C’est une forme de nouvelle ère économique dans laquelle nous ont plongés Donald Trump et son approche des « tarifs réciproques ». 185 pays sur la planète ont été visés par des tarifs allant de 10 à 50 %.
Donald Trump a déjà prévenu ce vendredi que sa « politique ne changera pas ». Deux voies s’ouvrent : négocier et répliquer. Deux exemples des plus récents illustrent la situation : la Chine et le Vietnam. Le premier frappé par des tarifs réciproques de 34 % et le second de 46 %.
La Chine a répliqué ce vendredi en annonçant des droits de douane supplémentaires de 34 % sur les produits américains dès le 10 avril. Donald Trump a rapidement répondu en disant que Pékin avait « mal joué » et que les Chinois « ont paniqué ».
Côté Vietnam, il semble que le dialogue soit plus ouvert. En effet, une « discussion très productive » a eu lieu entre le président américain et le secrétaire général du parti communiste To Lam. Selon les dires américains, le Vietnam souhaiterait « réduire ses droits de douane à zéro s’il parvenait à conclure un accord avec les États-Unis. »
Économie et diplomatie
L’on comprend qu’en plus des règles économiques, la diplomatie doit aussi s’adapter à cette nouvelle réalité.
Au Canada, la réponse a visé spécifiquement le secteur automobile. Le premier ministre du Canada, Mark Carney, a notamment annoncé des droits de douane de 25 % sur les véhicules entièrement assemblés non conformes à l’ACEUM (1) qui sont importés au Canada en provenance des États-Unis.
Alors que nous sommes encore dans les premiers jours depuis ces annonces américaines, quels sont les possibles impacts pour les économies, notamment au Canada?
Isabelle Salle, Chaire de recherche du Canada en macroéconomie et professeure agrégée, Département de science économique, Faculté des sciences sociales de l’Université d’Ottawa, rappelle d’abord que ces tarifs récents et ceux plus anciens arrivent à un moment déjà délicat pour l’économie du pays.
« Ce n’est pas une bonne nouvelle, car l’on vit dans une période économique très difficile depuis plusieurs années. L’économie fonctionne un peu comme un organisme humain : si vous attrapez une maladie et que vous êtes déjà affaibli, ça va être compliqué de s’en remettre.
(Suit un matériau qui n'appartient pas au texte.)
//! fib — golden ratio versus naive recursion for the n-th Fibonacci number.

use std::process::ExitCode;

use anyhow::Result;
use fibdemo_lib::{app, config};
use tracing_subscriber::filter::LevelFilter;

fn main() -> Result<ExitCode> {
    // Logs go to stderr so stdout carries only the report
    tracing_subscriber::fmt()
        .with_env_filter(
            tracing_subscriber::EnvFilter::builder()
                .with_default_directive(LevelFilter::WARN.into())
                .from_env_lossy(),
        )
        .with_writer(std::io::stderr)
        .init();

    let mode = config::Mode::from_env().unwrap_or_else(|e| e.exit());
    app::run(mode)
}
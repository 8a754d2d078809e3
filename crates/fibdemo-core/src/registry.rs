//! Method factory and registry.

use std::collections::HashMap;
use std::sync::Arc;

use parking_lot::RwLock;

use crate::calculator::{FibError, FibMethod};
use crate::golden::GoldenRatio;
use crate::recursive::NaiveRecursion;

/// Factory trait for creating methods.
pub trait MethodFactory: Send + Sync {
    /// Get or create a method by name.
    fn get(&self, name: &str) -> Result<Arc<dyn FibMethod>, FibError>;

    /// List all available method names, in presentation order.
    fn available(&self) -> Vec<&str>;
}

/// Default factory with lazy creation and cache.
pub struct DefaultFactory {
    cache: RwLock<HashMap<String, Arc<dyn FibMethod>>>,
}

impl DefaultFactory {
    /// Create a new default factory.
    #[must_use]
    pub fn new() -> Self {
        Self {
            cache: RwLock::new(HashMap::new()),
        }
    }

    fn create_method(name: &str) -> Result<Arc<dyn FibMethod>, FibError> {
        match name {
            "golden" | "binet" => Ok(Arc::new(GoldenRatio::new())),
            "recursive" | "naive" => Ok(Arc::new(NaiveRecursion::new())),
            _ => Err(FibError::UnknownMethod(name.to_string())),
        }
    }
}

impl Default for DefaultFactory {
    fn default() -> Self {
        Self::new()
    }
}

impl MethodFactory for DefaultFactory {
    fn get(&self, name: &str) -> Result<Arc<dyn FibMethod>, FibError> {
        if let Some(method) = self.cache.read().get(name) {
            return Ok(Arc::clone(method));
        }

        let method = Self::create_method(name)?;
        self.cache
            .write()
            .insert(name.to_string(), Arc::clone(&method));
        Ok(method)
    }

    fn available(&self) -> Vec<&str> {
        vec!["golden", "recursive"]
    }
}
//! Index parsing with `atoi`-style leniency.
//!
//! Malformed text degrades to a value instead of failing: leading
//! whitespace is skipped, an optional sign is accepted, and parsing stops at
//! the first non-digit. Text with no digits at all reads as 0. Only values
//! the recursion cannot handle (negative) or the index type cannot hold are
//! rejected.

use crate::calculator::FibError;

/// Parse a Fibonacci index from command-line text.
pub fn parse_index(raw: &str) -> Result<u32, FibError> {
    let trimmed = raw.trim_start();
    let (negative, unsigned) = match trimmed.as_bytes().first() {
        Some(b'-') => (true, &trimmed[1..]),
        Some(b'+') => (false, &trimmed[1..]),
        _ => (false, trimmed),
    };

    let digits_len = unsigned
        .bytes()
        .take_while(u8::is_ascii_digit)
        .count();
    let (digits, rest) = unsigned.split_at(digits_len);

    if digits.is_empty() {
        tracing::warn!(input = raw, "no digits in index, using 0");
        return Ok(0);
    }
    if !rest.is_empty() {
        tracing::warn!(input = raw, ignored = rest, "trailing characters after index ignored");
    }

    let magnitude = digits
        .bytes()
        .try_fold(0u64, |acc, b| {
            acc.checked_mul(10)?.checked_add(u64::from(b - b'0'))
        });

    match (negative, magnitude) {
        (_, None) => Err(FibError::IndexOutOfRange(format!(
            "{}{digits}",
            if negative { "-" } else { "" }
        ))),
        (true, Some(0)) => Ok(0),
        (true, Some(m)) => Err(FibError::NegativeIndex(
            i64::try_from(m).map_or(i64::MIN, |m| -m),
        )),
        (false, Some(m)) => {
            u32::try_from(m).map_err(|_| FibError::IndexOutOfRange(digits.to_string()))
        }
    }
}
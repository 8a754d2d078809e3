//! Shell completion generation.

use std::io;

use clap::Command;
use clap_complete::{generate, Shell};

/// Generate shell completion script for the `fib` binary.
pub fn generate_completion(cmd: &mut Command, shell: Shell, out: &mut dyn io::Write) {
    generate(shell, cmd, "fib", out);
}
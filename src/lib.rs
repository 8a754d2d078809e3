//! Workspace-level integration tests for fibdemo.
//!
//! The tests live in `tests/`; this target only anchors the package.
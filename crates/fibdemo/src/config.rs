//! Application configuration from CLI flags.

use std::ffi::OsString;

use clap::error::{ContextKind, ContextValue, ErrorKind};
use clap::Parser;

/// Compare Binet's golden-ratio formula with naive recursion for a Fibonacci number.
///
/// Try a small index such as 5, then a larger one such as 30, and watch the
/// recursive time and call count explode while the golden ratio stays flat.
#[derive(Parser, Debug)]
#[command(name = "fib", version, about)]
pub struct AppConfig {
    /// Index of the Fibonacci number to compute.
    #[arg(value_name = "NUMBER", allow_negative_numbers = true)]
    pub number: Option<String>,

    /// Method to run: golden, recursive, or all.
    #[arg(short, long, default_value = "all")]
    pub method: String,

    /// Show predicted call counts and exactness notes.
    #[arg(short, long)]
    pub verbose: bool,

    /// Print results as JSON.
    #[arg(long)]
    pub json: bool,

    /// Generate shell completion.
    #[arg(long, value_enum)]
    pub completion: Option<clap_complete::Shell>,
}

/// What the command line asks for.
#[derive(Debug)]
pub enum Mode {
    /// No index, or more than one: print usage.
    Usage,
    /// Print a completion script.
    Completion(clap_complete::Shell),
    /// Compute with the given configuration; `number` is always set.
    Compute(AppConfig),
}

impl Mode {
    /// Parse the process arguments.
    pub fn from_env() -> Result<Self, clap::Error> {
        Self::from_args(std::env::args_os())
    }

    /// Parse an explicit argument list (first item is the program name).
    ///
    /// Help, version, and malformed option values are returned as errors for
    /// the caller to `exit()` with; a surplus argument selects [`Mode::Usage`].
    /// A lone dash-led token that is not an option (`fib -abc`) is the index.
    pub fn from_args<I, T>(args: I) -> Result<Self, clap::Error>
    where
        I: IntoIterator<Item = T>,
        T: Into<OsString> + Clone,
    {
        let args: Vec<OsString> = args.into_iter().map(Into::into).collect();
        let config = match AppConfig::try_parse_from(args.iter().cloned()) {
            Ok(config) => config,
            Err(e) if e.kind() == ErrorKind::UnknownArgument => {
                match reparse_as_index(&args, &e) {
                    Some(config) => config,
                    None => return Ok(Self::Usage),
                }
            }
            Err(e) => return Err(e),
        };

        Ok(match (config.completion, config.number.is_some()) {
            (Some(shell), _) => Self::Completion(shell),
            (None, false) => Self::Usage,
            (None, true) => Self::Compute(config),
        })
    }
}

/// Retry with the unknown dash-led token moved behind `--`, so clap takes it
/// as the positional index. Any further error means a surplus argument.
fn reparse_as_index(args: &[OsString], err: &clap::Error) -> Option<AppConfig> {
    let Some(ContextValue::String(unknown)) = err.get(ContextKind::InvalidArg) else {
        return None;
    };
    if !unknown.starts_with('-') {
        return None;
    }

    // Clap names only the first bad flag of a short cluster: `-a` for `-abc`
    let pos = args
        .iter()
        .skip(1)
        .position(|a| a.to_str().is_some_and(|s| s.starts_with(unknown.as_str())))?
        + 1;

    let mut reordered: Vec<OsString> = args
        .iter()
        .enumerate()
        .filter(|&(i, _)| i != pos)
        .map(|(_, a)| a.clone())
        .collect();
    reordered.push("--".into());
    reordered.push(args[pos].clone());
    AppConfig::try_parse_from(reordered).ok()
}

#[cfg(test)]
mod tests {
    use super::*;

    fn mode(args: &[&str]) -> Mode {
        Mode::from_args(std::iter::once("fib").chain(args.iter().copied())).unwrap()
    }

    #[test]
    fn no_arguments_is_usage() {
        assert!(matches!(mode(&[]), Mode::Usage));
    }

    #[test]
    fn two_arguments_is_usage() {
        assert!(matches!(mode(&["3", "5"]), Mode::Usage));
    }

    #[test]
    fn one_argument_computes() {
        match mode(&["10"]) {
            Mode::Compute(config) => {
                assert_eq!(config.number.as_deref(), Some("10"));
                assert_eq!(config.method, "all");
                assert!(!config.verbose);
                assert!(!config.json);
            }
            other => panic!("expected Compute, got {other:?}"),
        }
    }

    #[test]
    fn negative_number_is_a_value() {
        match mode(&["-5"]) {
            Mode::Compute(config) => assert_eq!(config.number.as_deref(), Some("-5")),
            other => panic!("expected Compute, got {other:?}"),
        }
    }

    #[test]
    fn non_numeric_is_still_an_index() {
        assert!(matches!(mode(&["abc"]), Mode::Compute(_)));
    }

    #[test]
    fn dash_led_text_is_an_index() {
        match mode(&["-abc"]) {
            Mode::Compute(config) => assert_eq!(config.number.as_deref(), Some("-abc")),
            other => panic!("expected Compute, got {other:?}"),
        }
        match mode(&["--nope"]) {
            Mode::Compute(config) => assert_eq!(config.number.as_deref(), Some("--nope")),
            other => panic!("expected Compute, got {other:?}"),
        }
    }

    #[test]
    fn dash_led_text_keeps_flags() {
        match mode(&["-v", "-abc"]) {
            Mode::Compute(config) => {
                assert!(config.verbose);
                assert_eq!(config.number.as_deref(), Some("-abc"));
            }
            other => panic!("expected Compute, got {other:?}"),
        }
    }

    #[test]
    fn dash_led_text_with_index_is_usage() {
        assert!(matches!(mode(&["7", "-abc"]), Mode::Usage));
        assert!(matches!(mode(&["-abc", "7"]), Mode::Usage));
    }

    #[test]
    fn flags_parse() {
        match mode(&["-m", "recursive", "-v", "--json", "7"]) {
            Mode::Compute(config) => {
                assert_eq!(config.method, "recursive");
                assert!(config.verbose);
                assert!(config.json);
            }
            other => panic!("expected Compute, got {other:?}"),
        }
    }

    #[test]
    fn completion_mode() {
        assert!(matches!(
            mode(&["--completion", "bash"]),
            Mode::Completion(clap_complete::Shell::Bash)
        ));
    }

    #[test]
    fn help_is_an_error_to_exit_with() {
        let err = Mode::from_args(["fib", "--help"]).unwrap_err();
        assert_eq!(err.kind(), ErrorKind::DisplayHelp);
    }

    #[test]
    fn bad_completion_shell_is_an_error() {
        let err = Mode::from_args(["fib", "--completion", "cmd"]).unwrap_err();
        assert_eq!(err.kind(), ErrorKind::InvalidValue);
    }
}
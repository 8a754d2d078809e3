//! Method selection logic.

use std::sync::Arc;

use fibdemo_core::calculator::{FibError, FibMethod};
use fibdemo_core::registry::MethodFactory;

/// Get the methods to run for a `--method` selection.
///
/// `"all"` returns every registered method in the factory's order.
pub fn get_methods_to_run(
    selection: &str,
    factory: &dyn MethodFactory,
) -> Result<Vec<Arc<dyn FibMethod>>, FibError> {
    match selection {
        "all" => factory
            .available()
            .into_iter()
            .map(|name| factory.get(name))
            .collect(),
        name => Ok(vec![factory.get(name)?]),
    }
}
Et nous sommes dans cette condition-là au Canada. Clairement, ça fait des années qu’il n’y a pas un seul indicateur macroéconomique qui va dans la bonne direction. Et plus que les tarifs en eux-mêmes, c’est l’incertitude que ça amène au niveau des entreprises, des embauches, des investissements. Dans un contexte où ça n’allait déjà pas très bien, ça renforce les risques de récession. »
Quels risques?
La professeure Isabelle Salle évoque les autres risques possibles dans une telle situation.
« Oui, la décroissance, nous y sommes déjà. Ça fait depuis 2019, j’imagine, que le PIB par habitant diminue. Il y aura ensuite un problème d’inflation. Nous sommes quand même un petit à côté des gros, on a plus à y perdre et nous sommes très dépendants des États-Unis. Dans un premier temps, cela va jouer sur un choc d’offre, c’est-à-dire un choc qui augmente les prix, mais qui ne vient pas de l’augmentation de la demande. C’est le genre de choc que les banques centrales n’aiment pas. »
Pour information, depuis 1981, le PIB réel par habitant avait augmenté à un taux annuel moyen de 1,1 % pour passer d’environ 36 900 $ par personne à 58 100 $ par personne en dollars constants. Mais la pandémie conjuguée à la baisse de la production par habitant a laissé le PIB réel par habitant à un niveau inférieur de 7 % à sa tendance à long terme, ce qui équivaut à une baisse d’environ 4 200 $ par personne. Statistique Canada explique que pour revenir à la tendance d’avant la pandémie au cours de la prochaine décennie, le PIB par habitant doit croître à un taux annuel moyen de 1,7 % par année.
L’experte, à l’image du chemin notamment pris par le Vietnam, recommanderait au Canada de négocier. « On a vu notre dépendance aux États-Unis, on a intérêt, sur le court terme, à négocier. Et sur le moyen, long terme, diversifier nos débouchés et partenariats pour moins s’exposer à l’avenir à ce genre de problème. »
Pour rappel, le principal partenaire commercial du Canada est bien les États-Unis qui représentent environ 75 % des exportations totales.
(1) Accord Canada–États-Unis–Mexique.